◆ Aim of the task ◆
Repeat, exactly and completely, the entries shown underneath.

◆ Data shown ◆
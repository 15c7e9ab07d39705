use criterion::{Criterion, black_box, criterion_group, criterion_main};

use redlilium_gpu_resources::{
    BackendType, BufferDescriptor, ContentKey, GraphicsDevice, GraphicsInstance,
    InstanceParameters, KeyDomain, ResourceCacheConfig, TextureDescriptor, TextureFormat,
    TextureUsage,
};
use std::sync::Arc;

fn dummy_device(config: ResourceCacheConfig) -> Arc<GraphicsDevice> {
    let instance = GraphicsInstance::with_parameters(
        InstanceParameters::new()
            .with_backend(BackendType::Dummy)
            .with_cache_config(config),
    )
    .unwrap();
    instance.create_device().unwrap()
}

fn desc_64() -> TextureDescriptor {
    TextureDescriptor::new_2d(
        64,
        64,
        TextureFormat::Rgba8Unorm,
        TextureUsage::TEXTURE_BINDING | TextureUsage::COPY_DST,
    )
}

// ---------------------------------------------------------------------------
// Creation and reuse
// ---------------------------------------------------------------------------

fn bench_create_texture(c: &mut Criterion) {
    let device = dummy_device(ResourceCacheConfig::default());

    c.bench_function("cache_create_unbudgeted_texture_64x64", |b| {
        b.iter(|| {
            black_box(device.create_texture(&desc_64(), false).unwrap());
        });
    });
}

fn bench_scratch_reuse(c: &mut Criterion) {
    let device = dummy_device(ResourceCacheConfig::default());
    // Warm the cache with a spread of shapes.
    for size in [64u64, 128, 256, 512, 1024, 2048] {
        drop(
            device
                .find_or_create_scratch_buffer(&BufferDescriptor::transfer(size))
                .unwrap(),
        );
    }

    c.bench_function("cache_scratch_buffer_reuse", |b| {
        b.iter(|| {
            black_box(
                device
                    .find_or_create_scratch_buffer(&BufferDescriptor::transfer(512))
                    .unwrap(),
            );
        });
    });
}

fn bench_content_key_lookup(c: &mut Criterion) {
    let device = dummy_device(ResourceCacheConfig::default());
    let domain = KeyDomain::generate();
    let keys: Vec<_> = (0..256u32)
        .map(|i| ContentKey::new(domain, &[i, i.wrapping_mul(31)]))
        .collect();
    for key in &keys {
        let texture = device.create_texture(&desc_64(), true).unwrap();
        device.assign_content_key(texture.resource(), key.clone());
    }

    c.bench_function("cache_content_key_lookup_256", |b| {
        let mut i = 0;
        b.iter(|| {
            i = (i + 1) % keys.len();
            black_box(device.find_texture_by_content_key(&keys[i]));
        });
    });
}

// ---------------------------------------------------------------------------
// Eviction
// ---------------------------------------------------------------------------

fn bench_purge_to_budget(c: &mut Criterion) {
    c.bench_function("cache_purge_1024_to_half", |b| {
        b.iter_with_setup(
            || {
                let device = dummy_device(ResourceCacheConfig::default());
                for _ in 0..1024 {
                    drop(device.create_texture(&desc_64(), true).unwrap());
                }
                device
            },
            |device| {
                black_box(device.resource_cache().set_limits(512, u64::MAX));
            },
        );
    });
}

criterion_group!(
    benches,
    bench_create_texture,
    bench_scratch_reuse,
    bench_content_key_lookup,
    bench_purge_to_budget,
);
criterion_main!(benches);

◆ Answer area ◆
repository 15c7e9ab07d39705
use criterion::{Criterion, black_box, criterion_group, criterion_main};

use redlilium_gpu_resources::{
    BackendType, BufferDescriptor, ContentKey, GraphicsDevice, GraphicsInstance,
    InstanceParameters, KeyDomain, ResourceCacheConfig, TextureDescriptor, TextureFormat,
    TextureUsage,
};
use std::sync::Arc;

fn dummy_device(config: ResourceCacheConfig) -> Arc<GraphicsDevice> {
    let instance = GraphicsInstance::with_parameters(
        InstanceParameters::new()
            .with_backend(BackendType::Dummy)
            .with_cache_config(config),
    )
    .unwrap();
    instance.create_device().unwrap()
}

fn desc_64() -> TextureDescriptor {
    TextureDescriptor::new_2d(
        64,
        64,
        TextureFormat::Rgba8Unorm,
        TextureUsage::TEXTURE_BINDING | TextureUsage::COPY_DST,
    )
}

// ---------------------------------------------------------------------------
// Creation and reuse
// ---------------------------------------------------------------------------

fn bench_create_texture(c: &mut Criterion) {
    let device = dummy_device(ResourceCacheConfig::default());

    c.bench_function("cache_create_unbudgeted_texture_64x64", |b| {
        b.iter(|| {
            black_box(device.create_texture(&desc_64(), false).unwrap());
        });
    });
}

fn bench_scratch_reuse(c: &mut Criterion) {
    let device = dummy_device(ResourceCacheConfig::default());
    // Warm the cache with a spread of shapes.
    for size in [64u64, 128, 256, 512, 1024, 2048] {
        drop(
            device
                .find_or_create_scratch_buffer(&BufferDescriptor::transfer(size))
                .unwrap(),
        );
    }

    c.bench_function("cache_scratch_buffer_reuse", |b| {
        b.iter(|| {
            black_box(
                device
                    .find_or_create_scratch_buffer(&BufferDescriptor::transfer(512))
                    .unwrap(),
            );
        });
    });
}

fn bench_content_key_lookup(c: &mut Criterion) {
    let device = dummy_device(ResourceCacheConfig::default());
    let domain = KeyDomain::generate();
    let keys: Vec<_> = (0..256u32)
        .map(|i| ContentKey::new(domain, &[i, i.wrapping_mul(31)]))
        .collect();
    for key in &keys {
        let texture = device.create_texture(&desc_64(), true).unwrap();
        device.assign_content_key(texture.resource(), key.clone());
    }

    c.bench_function("cache_content_key_lookup_256", |b| {
        let mut i = 0;
        b.iter(|| {
            i = (i + 1) % keys.len();
            black_box(device.find_texture_by_content_key(&keys[i]));
        });
    });
}

// ---------------------------------------------------------------------------
// Eviction
// ---------------------------------------------------------------------------

fn bench_purge_to_budget(c: &mut Criterion) {
    c.bench_function("cache_purge_1024_to_half", |b| {
        b.iter_with_setup(
            || {
                let device = dummy_device(ResourceCacheConfig::default());
                for _ in 0..1024 {
                    drop(device.create_texture(&desc_64(), true).unwrap());
                }
                device
            },
            |device| {
                black_box(device.resource_cache().set_limits(512, u64::MAX));
            },
        );
    });
}

criterion_group!(
    benches,
    bench_create_texture,
    bench_scratch_reuse,
    bench_content_key_lookup,
    bench_purge_to_budget,
);
criterion_main!(benches);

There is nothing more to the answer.